--- Extracted entries ---
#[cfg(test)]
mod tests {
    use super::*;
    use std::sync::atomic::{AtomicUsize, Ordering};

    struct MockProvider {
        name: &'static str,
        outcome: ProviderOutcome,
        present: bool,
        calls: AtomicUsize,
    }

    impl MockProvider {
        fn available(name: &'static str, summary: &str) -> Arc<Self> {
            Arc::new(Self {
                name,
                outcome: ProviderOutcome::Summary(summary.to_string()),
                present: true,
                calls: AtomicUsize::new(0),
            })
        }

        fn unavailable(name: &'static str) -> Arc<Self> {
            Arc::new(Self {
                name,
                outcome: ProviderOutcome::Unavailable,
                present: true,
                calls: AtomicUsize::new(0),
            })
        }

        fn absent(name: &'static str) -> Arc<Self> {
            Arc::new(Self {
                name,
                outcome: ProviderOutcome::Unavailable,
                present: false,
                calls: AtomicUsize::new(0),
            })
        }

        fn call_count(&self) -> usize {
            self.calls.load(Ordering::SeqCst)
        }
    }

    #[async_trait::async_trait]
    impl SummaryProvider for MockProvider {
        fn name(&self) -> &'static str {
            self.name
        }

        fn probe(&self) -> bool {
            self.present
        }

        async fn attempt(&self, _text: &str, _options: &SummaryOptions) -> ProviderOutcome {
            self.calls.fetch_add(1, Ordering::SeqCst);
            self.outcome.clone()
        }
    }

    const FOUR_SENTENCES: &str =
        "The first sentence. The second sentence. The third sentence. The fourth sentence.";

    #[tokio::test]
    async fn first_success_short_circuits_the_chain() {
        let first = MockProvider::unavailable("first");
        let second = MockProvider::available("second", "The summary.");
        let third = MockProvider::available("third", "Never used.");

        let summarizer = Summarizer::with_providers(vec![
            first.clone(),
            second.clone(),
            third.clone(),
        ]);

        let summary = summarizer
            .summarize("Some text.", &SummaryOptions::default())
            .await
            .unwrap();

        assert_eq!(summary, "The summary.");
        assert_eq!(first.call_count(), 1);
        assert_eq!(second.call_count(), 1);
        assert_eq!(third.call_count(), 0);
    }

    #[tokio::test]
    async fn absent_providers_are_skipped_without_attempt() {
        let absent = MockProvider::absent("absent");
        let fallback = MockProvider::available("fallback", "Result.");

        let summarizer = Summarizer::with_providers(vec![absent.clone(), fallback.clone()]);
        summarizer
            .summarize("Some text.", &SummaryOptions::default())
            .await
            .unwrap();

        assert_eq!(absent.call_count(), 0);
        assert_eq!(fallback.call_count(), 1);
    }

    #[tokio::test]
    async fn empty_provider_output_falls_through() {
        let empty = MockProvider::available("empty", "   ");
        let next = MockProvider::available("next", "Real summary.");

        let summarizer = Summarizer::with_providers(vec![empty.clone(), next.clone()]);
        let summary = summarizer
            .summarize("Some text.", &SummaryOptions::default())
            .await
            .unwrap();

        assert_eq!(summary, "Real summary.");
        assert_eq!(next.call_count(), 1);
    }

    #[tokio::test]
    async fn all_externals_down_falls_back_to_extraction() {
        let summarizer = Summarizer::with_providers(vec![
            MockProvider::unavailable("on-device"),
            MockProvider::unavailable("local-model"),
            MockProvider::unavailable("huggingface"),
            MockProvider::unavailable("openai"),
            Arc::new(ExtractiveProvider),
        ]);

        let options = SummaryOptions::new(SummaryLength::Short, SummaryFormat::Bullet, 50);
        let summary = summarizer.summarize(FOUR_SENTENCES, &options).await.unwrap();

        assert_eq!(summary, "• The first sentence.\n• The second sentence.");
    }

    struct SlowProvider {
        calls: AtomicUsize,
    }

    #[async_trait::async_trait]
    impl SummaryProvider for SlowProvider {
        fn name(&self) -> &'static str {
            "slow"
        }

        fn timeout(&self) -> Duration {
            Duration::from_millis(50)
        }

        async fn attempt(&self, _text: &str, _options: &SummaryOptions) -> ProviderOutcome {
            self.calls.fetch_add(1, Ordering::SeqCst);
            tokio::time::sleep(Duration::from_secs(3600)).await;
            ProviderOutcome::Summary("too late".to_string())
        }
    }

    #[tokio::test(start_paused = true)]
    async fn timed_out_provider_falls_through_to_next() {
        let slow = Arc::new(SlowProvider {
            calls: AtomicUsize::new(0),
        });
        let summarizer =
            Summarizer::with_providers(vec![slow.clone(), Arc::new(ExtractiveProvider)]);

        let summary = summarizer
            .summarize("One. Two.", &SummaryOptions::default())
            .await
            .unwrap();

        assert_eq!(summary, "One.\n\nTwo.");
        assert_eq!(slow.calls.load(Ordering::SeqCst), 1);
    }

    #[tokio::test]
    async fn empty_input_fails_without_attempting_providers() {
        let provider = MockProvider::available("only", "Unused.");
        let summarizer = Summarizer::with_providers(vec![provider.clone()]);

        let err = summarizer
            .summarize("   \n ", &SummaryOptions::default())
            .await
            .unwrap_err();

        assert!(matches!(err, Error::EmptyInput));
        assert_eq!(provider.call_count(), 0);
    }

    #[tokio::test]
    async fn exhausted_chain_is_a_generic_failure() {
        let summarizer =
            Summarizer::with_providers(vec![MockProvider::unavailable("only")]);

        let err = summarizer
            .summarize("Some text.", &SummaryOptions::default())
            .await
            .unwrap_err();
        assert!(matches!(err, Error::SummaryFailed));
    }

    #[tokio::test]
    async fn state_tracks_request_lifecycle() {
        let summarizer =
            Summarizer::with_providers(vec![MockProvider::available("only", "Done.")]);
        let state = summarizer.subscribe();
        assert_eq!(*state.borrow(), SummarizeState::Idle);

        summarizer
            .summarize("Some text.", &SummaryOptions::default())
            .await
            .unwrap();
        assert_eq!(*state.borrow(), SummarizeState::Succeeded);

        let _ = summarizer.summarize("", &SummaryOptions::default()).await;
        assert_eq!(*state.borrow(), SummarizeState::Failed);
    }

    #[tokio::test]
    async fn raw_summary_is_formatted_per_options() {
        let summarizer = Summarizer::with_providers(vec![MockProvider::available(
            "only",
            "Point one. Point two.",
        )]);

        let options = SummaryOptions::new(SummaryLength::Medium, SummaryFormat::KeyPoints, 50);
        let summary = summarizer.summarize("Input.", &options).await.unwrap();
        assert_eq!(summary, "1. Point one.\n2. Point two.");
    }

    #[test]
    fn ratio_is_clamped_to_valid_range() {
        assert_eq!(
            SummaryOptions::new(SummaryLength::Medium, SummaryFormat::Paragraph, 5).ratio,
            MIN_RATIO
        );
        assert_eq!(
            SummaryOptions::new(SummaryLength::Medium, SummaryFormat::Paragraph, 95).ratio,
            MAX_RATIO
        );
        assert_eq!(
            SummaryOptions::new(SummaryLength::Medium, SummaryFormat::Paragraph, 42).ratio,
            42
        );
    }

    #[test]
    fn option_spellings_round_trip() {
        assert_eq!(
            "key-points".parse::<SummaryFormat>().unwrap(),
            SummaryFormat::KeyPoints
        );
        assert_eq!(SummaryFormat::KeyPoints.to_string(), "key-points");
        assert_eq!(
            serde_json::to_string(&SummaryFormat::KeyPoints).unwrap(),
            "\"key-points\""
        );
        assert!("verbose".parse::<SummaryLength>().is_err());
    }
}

--- What you should do ---
Whenever a line above includes the string "Medium", copy it.

--- Reply ---
        let options = SummaryOptions::new(SummaryLength::Medium, SummaryFormat::KeyPoints, 50);
            SummaryOptions::new(SummaryLength::Medium, SummaryFormat::Paragraph, 5).ratio,
            SummaryOptions::new(SummaryLength::Medium, SummaryFormat::Paragraph, 95).ratio,
            SummaryOptions::new(SummaryLength::Medium, SummaryFormat::Paragraph, 42).ratio,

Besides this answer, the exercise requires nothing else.